Below are some records. Return exactly the lines from the one containing "u16, got: u16" through the one containing "filename crates/core/src/config.rs", both included, and only those.

[DATA SUPPLIED — start]

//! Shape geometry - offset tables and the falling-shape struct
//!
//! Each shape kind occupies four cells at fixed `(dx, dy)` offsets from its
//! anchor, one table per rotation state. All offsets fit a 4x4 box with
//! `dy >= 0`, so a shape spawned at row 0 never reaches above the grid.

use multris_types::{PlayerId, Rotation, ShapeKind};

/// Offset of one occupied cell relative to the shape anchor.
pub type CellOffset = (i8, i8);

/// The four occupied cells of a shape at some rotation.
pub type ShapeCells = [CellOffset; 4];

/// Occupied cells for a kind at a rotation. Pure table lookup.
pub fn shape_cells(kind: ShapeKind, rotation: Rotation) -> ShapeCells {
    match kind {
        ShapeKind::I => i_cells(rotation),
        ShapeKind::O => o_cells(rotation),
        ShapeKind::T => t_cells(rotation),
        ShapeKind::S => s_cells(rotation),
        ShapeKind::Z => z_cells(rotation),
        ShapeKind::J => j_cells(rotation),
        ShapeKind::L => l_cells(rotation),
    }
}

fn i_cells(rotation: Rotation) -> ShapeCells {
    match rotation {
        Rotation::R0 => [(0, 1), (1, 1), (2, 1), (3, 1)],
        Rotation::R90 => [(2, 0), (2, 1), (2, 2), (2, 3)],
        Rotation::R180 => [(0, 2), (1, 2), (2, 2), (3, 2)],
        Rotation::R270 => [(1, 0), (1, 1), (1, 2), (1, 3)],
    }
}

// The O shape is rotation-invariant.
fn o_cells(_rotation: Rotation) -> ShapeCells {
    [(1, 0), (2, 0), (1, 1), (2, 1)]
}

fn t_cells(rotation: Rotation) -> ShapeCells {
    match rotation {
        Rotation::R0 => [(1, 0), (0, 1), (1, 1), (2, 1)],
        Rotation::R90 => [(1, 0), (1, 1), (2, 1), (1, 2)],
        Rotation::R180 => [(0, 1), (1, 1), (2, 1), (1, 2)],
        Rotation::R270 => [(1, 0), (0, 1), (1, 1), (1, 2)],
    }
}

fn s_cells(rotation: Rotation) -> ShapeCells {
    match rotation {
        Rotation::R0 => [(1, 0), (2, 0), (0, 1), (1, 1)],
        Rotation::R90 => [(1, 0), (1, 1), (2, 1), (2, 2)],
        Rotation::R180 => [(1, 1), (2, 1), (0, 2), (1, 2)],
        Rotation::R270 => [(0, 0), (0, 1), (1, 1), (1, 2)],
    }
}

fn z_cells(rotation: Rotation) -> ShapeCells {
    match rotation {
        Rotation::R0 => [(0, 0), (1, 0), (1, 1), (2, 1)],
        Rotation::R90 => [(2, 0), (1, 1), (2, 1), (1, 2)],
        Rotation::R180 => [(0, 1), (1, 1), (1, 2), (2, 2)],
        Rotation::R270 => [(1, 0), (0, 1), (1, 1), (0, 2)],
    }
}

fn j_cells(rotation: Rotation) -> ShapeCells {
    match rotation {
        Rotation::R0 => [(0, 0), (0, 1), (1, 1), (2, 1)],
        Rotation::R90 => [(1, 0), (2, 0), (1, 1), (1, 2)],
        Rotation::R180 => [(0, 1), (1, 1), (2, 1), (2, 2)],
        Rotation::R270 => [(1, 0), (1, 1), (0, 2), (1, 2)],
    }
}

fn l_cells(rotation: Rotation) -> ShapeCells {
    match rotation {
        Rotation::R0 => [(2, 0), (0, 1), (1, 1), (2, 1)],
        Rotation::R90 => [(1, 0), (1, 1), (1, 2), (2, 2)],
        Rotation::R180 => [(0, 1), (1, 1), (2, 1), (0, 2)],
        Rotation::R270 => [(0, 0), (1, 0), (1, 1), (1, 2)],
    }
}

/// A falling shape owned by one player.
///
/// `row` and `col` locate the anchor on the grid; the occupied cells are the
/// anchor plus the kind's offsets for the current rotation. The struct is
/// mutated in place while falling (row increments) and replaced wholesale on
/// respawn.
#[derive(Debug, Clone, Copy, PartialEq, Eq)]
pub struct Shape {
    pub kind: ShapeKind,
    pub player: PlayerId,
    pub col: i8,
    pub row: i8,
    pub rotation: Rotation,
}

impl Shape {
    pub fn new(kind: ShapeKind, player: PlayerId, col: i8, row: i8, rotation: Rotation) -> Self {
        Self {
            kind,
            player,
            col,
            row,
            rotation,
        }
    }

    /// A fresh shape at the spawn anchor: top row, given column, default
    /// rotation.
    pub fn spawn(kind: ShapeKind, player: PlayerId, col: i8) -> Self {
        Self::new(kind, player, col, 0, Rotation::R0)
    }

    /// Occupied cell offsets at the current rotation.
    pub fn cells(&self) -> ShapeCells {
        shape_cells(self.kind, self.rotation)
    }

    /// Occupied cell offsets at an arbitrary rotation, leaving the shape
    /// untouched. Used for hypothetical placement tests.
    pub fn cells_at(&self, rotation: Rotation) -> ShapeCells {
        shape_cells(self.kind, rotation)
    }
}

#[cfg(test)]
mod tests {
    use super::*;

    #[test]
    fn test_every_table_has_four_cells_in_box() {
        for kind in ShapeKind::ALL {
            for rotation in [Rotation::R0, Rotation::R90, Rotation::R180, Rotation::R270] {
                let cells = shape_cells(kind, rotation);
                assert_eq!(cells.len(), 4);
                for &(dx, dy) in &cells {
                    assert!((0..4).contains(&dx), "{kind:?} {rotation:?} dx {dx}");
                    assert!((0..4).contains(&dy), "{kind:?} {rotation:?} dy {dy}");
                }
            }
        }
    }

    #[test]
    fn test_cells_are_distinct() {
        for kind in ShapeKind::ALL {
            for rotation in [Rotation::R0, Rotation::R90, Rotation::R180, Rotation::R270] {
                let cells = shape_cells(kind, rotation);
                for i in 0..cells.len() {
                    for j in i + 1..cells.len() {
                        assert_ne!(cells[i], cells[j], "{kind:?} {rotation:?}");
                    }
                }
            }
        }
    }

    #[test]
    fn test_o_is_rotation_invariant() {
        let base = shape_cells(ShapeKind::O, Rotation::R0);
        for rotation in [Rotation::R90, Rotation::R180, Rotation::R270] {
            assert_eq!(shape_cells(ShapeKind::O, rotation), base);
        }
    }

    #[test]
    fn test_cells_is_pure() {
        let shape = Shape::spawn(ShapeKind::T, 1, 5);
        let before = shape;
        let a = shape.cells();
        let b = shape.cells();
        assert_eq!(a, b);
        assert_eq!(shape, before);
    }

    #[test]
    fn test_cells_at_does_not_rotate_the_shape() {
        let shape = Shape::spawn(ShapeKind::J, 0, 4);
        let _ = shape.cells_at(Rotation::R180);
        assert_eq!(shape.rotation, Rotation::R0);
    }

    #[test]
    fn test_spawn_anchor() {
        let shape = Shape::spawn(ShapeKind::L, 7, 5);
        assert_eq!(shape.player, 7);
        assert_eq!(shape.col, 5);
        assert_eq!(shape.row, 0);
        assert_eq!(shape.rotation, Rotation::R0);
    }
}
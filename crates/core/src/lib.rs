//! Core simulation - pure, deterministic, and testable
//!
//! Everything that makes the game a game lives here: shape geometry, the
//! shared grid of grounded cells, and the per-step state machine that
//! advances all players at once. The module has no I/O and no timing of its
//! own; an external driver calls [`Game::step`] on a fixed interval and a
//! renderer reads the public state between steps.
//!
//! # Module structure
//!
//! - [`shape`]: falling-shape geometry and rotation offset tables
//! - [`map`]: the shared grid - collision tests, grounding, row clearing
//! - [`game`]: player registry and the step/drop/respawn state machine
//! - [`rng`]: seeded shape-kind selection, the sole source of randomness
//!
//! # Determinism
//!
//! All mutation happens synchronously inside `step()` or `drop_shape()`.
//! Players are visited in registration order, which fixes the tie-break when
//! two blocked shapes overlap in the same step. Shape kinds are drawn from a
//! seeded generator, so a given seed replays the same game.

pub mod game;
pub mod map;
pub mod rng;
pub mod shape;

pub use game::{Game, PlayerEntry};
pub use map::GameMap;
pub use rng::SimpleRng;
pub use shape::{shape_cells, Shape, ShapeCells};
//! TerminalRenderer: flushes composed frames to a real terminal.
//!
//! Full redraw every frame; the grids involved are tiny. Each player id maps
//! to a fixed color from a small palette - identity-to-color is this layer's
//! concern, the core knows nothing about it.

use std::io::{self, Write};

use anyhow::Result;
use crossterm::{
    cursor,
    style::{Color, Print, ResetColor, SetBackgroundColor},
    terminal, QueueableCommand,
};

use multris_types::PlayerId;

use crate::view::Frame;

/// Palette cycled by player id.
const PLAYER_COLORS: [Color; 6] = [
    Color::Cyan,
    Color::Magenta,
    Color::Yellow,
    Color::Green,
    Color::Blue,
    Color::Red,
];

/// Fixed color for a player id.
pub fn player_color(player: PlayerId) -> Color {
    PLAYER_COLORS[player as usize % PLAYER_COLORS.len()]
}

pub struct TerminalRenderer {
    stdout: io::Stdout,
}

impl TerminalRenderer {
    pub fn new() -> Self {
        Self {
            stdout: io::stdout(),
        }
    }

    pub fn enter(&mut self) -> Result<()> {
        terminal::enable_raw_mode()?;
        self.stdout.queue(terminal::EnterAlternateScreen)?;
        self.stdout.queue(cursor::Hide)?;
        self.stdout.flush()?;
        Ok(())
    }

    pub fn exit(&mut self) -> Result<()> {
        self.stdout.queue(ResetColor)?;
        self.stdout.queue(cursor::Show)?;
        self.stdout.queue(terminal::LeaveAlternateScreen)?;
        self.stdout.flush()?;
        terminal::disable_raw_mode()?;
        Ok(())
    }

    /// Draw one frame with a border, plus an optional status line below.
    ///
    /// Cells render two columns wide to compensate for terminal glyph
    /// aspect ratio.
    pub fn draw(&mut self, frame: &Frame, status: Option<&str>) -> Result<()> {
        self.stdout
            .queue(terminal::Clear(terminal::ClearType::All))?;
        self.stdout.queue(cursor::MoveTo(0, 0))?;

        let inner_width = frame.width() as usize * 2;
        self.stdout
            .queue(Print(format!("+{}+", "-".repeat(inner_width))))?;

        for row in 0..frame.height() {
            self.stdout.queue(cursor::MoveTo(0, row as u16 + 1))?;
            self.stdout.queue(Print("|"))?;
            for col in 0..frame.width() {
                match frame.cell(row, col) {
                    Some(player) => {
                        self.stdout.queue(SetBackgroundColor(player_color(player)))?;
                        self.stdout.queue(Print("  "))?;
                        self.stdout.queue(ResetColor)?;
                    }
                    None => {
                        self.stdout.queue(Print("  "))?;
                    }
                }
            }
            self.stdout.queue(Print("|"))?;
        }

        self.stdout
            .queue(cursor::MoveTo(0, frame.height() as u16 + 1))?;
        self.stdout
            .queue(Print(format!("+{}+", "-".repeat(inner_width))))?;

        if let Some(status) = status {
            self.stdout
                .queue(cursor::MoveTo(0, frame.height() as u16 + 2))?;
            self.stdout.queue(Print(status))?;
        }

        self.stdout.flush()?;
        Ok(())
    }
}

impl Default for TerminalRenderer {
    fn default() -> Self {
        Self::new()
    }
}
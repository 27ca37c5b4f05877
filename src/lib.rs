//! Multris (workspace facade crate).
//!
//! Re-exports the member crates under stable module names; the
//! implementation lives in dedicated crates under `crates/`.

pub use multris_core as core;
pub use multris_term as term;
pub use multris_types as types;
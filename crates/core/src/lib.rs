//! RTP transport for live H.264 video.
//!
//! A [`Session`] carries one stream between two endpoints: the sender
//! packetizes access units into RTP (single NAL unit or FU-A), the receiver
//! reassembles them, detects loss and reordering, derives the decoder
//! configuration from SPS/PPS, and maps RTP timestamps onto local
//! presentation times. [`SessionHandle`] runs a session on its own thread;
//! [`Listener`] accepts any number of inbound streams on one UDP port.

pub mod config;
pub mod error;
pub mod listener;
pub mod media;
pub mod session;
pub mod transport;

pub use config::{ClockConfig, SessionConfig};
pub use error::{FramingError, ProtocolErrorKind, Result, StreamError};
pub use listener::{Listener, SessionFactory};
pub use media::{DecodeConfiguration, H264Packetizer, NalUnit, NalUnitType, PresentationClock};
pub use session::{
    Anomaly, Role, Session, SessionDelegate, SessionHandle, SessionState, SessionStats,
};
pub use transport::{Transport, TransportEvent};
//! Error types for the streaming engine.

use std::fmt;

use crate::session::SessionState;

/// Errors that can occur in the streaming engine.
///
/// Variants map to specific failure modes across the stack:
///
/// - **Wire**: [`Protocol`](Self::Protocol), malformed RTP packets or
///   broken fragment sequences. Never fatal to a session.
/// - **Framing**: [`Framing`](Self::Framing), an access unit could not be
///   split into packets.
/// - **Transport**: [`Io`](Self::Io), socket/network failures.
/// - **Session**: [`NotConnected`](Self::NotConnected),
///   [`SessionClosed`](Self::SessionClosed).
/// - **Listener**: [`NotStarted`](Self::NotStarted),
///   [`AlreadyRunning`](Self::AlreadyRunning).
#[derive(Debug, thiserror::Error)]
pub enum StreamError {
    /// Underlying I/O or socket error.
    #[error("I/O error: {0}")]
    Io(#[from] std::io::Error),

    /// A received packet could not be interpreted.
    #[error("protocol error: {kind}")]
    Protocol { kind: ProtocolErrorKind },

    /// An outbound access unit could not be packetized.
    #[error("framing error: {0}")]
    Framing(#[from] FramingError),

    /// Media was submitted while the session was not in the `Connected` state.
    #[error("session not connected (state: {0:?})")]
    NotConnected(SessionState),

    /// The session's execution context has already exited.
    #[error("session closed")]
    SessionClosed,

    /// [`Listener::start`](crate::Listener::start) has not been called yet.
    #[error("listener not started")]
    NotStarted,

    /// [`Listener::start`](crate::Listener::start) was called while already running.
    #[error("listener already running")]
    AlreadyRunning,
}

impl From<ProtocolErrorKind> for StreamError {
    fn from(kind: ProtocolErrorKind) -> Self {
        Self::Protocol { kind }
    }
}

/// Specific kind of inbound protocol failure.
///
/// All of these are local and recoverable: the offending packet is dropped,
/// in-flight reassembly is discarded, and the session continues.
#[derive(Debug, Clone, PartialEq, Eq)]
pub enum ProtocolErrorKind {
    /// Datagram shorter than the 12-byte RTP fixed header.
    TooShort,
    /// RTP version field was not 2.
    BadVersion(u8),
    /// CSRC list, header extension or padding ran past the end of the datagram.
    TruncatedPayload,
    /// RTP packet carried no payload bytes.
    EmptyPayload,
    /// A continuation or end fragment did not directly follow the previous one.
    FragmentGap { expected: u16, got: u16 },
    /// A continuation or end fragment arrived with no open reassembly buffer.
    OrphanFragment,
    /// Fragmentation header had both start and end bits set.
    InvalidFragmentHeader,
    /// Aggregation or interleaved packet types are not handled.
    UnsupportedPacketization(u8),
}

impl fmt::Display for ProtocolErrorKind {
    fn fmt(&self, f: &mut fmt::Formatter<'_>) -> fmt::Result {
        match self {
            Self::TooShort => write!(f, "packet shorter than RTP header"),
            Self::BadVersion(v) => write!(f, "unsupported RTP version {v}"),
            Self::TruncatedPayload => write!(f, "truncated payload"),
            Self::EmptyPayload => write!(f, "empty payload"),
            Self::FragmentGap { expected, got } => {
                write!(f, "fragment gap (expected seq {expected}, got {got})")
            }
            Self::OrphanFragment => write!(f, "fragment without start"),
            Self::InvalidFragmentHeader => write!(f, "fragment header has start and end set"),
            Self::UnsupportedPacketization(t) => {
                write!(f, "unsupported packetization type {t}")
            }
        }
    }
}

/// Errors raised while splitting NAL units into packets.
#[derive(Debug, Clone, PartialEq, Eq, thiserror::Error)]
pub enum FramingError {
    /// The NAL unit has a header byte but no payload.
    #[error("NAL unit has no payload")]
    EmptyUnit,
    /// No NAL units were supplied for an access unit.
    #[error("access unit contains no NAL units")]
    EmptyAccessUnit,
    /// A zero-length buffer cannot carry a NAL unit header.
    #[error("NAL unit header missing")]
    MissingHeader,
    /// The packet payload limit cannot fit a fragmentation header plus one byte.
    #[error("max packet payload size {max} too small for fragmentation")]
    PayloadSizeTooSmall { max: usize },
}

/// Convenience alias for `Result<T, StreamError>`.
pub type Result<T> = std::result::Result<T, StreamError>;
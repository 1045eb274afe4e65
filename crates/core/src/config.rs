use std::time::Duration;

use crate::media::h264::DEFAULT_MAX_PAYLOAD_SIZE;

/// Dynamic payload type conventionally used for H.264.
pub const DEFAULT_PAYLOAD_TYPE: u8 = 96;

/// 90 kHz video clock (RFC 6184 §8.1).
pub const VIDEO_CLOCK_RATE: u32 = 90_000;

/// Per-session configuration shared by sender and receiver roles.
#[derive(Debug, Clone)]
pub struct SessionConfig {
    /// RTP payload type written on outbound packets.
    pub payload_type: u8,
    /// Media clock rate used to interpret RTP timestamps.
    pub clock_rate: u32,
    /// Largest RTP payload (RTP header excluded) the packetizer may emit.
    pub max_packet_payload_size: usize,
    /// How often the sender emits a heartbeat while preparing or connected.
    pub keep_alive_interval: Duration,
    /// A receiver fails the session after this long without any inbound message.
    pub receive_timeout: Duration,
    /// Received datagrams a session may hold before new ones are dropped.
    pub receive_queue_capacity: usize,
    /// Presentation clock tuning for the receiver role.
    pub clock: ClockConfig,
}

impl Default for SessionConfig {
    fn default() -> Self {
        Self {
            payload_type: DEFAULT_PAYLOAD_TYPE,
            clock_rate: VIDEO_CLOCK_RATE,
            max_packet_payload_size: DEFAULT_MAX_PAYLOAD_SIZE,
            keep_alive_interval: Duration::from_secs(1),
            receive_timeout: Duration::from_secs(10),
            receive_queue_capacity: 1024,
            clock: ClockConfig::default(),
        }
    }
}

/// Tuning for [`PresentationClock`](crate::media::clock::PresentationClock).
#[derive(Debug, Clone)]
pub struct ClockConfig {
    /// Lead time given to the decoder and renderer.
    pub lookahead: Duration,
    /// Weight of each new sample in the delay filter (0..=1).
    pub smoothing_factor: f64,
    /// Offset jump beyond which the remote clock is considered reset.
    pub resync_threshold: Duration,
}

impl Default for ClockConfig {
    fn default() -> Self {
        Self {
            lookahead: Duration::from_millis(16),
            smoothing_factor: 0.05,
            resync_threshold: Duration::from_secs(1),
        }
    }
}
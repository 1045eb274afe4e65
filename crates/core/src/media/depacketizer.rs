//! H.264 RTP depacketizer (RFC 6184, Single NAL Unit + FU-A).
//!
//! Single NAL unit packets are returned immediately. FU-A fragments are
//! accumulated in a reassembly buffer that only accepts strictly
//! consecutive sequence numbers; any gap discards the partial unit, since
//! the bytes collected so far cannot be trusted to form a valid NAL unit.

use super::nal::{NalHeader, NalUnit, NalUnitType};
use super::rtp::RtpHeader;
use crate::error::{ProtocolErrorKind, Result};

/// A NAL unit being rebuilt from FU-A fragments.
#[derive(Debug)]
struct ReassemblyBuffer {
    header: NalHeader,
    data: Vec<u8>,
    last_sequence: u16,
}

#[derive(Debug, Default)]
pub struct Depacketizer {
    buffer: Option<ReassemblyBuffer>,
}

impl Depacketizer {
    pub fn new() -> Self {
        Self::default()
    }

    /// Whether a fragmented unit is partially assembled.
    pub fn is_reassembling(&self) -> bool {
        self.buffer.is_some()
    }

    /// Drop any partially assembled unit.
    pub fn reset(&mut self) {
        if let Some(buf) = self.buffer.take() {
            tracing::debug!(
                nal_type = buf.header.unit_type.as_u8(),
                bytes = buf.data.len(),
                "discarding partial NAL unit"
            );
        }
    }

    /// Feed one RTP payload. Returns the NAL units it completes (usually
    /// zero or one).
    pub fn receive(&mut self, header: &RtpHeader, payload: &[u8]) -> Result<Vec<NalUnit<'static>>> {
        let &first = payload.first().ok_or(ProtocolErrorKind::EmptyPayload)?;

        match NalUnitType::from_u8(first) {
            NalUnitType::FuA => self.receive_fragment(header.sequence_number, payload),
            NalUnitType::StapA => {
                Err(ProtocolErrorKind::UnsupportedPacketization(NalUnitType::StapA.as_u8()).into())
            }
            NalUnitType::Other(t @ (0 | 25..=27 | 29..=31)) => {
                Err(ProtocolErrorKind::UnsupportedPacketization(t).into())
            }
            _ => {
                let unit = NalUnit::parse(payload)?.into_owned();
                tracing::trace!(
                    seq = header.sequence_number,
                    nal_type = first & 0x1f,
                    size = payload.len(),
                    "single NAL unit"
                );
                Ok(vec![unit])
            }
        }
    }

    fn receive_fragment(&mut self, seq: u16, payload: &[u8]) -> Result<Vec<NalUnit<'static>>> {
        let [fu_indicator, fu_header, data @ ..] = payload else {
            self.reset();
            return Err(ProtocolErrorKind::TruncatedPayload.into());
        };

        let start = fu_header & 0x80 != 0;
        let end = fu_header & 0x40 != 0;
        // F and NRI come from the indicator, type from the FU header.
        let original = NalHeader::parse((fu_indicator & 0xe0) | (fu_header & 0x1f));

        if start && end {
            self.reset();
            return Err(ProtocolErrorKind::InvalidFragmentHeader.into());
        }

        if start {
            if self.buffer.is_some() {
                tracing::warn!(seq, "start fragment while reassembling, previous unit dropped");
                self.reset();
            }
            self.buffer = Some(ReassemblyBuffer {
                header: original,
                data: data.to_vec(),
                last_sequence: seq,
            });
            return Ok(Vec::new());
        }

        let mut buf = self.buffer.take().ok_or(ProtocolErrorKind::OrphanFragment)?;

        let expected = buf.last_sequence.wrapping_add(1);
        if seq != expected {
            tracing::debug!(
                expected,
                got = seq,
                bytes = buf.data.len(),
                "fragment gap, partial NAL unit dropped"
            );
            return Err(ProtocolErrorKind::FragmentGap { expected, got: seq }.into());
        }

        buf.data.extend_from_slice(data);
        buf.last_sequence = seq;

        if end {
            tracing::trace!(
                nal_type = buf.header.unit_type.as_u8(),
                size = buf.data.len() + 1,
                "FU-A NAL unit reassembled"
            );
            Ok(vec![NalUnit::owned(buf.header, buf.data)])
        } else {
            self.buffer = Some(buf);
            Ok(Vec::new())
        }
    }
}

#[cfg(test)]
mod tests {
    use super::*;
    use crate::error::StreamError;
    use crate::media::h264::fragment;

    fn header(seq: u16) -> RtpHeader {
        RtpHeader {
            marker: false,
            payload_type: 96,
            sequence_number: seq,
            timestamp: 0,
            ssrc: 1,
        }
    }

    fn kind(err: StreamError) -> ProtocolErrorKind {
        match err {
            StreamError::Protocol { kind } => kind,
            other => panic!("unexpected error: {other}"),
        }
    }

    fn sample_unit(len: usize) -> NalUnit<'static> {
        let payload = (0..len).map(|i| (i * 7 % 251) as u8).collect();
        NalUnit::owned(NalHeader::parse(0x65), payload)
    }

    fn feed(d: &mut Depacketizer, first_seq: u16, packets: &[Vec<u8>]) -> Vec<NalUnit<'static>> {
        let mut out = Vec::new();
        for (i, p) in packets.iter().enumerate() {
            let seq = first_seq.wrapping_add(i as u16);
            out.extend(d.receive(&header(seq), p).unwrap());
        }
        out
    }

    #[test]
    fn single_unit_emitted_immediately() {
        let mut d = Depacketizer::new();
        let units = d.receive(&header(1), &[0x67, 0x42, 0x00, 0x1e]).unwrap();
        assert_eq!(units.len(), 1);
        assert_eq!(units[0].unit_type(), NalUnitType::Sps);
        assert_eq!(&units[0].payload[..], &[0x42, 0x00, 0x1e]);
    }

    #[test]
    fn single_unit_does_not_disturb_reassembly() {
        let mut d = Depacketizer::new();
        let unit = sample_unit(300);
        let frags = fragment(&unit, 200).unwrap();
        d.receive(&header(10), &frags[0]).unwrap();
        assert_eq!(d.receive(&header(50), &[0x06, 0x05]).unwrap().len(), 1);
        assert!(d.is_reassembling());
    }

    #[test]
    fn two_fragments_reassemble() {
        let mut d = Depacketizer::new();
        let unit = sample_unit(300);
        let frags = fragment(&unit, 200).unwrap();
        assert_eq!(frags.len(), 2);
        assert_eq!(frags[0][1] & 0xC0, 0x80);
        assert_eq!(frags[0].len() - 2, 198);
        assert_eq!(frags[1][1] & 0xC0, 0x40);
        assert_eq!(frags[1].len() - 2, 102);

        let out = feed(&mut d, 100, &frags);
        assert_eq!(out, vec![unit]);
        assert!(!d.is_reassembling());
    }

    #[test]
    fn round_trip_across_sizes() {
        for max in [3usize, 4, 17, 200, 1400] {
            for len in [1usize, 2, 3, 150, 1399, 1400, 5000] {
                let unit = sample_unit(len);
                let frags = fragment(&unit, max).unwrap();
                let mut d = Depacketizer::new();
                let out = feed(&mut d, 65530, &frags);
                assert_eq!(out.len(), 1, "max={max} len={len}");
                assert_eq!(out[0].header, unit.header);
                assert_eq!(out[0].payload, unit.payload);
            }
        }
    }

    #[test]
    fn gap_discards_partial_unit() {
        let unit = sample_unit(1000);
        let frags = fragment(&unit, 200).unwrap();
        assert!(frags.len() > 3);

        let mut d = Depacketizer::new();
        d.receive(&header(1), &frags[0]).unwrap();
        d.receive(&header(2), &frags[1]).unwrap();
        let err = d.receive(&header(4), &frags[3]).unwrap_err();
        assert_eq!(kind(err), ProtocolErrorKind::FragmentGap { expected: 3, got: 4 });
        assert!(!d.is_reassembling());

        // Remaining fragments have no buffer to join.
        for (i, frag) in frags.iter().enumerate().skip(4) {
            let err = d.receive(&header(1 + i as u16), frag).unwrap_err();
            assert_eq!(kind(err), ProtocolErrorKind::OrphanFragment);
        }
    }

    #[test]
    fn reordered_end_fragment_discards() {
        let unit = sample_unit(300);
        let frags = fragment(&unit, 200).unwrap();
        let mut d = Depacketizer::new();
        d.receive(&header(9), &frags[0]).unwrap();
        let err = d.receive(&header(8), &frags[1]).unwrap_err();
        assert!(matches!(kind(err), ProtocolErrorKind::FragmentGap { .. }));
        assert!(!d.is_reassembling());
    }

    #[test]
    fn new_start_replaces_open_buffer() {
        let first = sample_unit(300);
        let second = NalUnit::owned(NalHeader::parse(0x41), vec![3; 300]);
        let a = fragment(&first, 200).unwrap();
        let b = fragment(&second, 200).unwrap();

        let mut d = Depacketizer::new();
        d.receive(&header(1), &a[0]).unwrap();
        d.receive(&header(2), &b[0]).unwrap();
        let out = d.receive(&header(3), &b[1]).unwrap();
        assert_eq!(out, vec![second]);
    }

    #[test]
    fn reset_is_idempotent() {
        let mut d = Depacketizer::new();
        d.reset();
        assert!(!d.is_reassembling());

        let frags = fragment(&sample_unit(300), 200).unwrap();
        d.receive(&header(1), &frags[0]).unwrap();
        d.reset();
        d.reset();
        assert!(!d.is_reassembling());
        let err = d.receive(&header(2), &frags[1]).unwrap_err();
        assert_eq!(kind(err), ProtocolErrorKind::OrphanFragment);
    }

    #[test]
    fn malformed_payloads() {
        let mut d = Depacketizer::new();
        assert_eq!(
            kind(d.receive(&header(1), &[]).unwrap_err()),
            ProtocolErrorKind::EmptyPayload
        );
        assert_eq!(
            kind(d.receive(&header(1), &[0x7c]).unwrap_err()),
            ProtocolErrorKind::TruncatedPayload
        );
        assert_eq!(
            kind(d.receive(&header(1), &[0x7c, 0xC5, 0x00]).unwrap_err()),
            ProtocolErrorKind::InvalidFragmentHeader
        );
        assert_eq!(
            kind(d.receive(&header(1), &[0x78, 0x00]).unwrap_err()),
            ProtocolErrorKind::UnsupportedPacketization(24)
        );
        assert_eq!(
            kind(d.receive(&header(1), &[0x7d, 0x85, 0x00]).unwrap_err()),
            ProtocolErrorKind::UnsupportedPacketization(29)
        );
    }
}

[DATA SUPPLIED — finish]

**ANSWER FOR THE TASK**
    FragmentGap { expected: u16, got: u16 },
    /// A continuation or end fragment arrived with no open reassembly buffer.
    OrphanFragment,
    /// Fragmentation header had both start and end bits set.
    InvalidFragmentHeader,
    /// Aggregation or interleaved packet types are not handled.
    UnsupportedPacketization(u8),
}

impl fmt::Display for ProtocolErrorKind {
    fn fmt(&self, f: &mut fmt::Formatter<'_>) -> fmt::Result {
        match self {
            Self::TooShort => write!(f, "packet shorter than RTP header"),
            Self::BadVersion(v) => write!(f, "unsupported RTP version {v}"),
            Self::TruncatedPayload => write!(f, "truncated payload"),
            Self::EmptyPayload => write!(f, "empty payload"),
            Self::FragmentGap { expected, got } => {
                write!(f, "fragment gap (expected seq {expected}, got {got})")
            }
            Self::OrphanFragment => write!(f, "fragment without start"),
            Self::InvalidFragmentHeader => write!(f, "fragment header has start and end set"),
            Self::UnsupportedPacketization(t) => {
                write!(f, "unsupported packetization type {t}")
            }
        }
    }
}

/// Errors raised while splitting NAL units into packets.
#[derive(Debug, Clone, PartialEq, Eq, thiserror::Error)]
pub enum FramingError {
    /// The NAL unit has a header byte but no payload.
    #[error("NAL unit has no payload")]
    EmptyUnit,
    /// No NAL units were supplied for an access unit.
    #[error("access unit contains no NAL units")]
    EmptyAccessUnit,
    /// A zero-length buffer cannot carry a NAL unit header.
    #[error("NAL unit header missing")]
    MissingHeader,
    /// The packet payload limit cannot fit a fragmentation header plus one byte.
    #[error("max packet payload size {max} too small for fragmentation")]
    PayloadSizeTooSmall { max: usize },
}

/// Convenience alias for `Result<T, StreamError>`.
pub type Result<T> = std::result::Result<T, StreamError>;
repository 1045eb274afe4e65
filename crates/core/src/config.rs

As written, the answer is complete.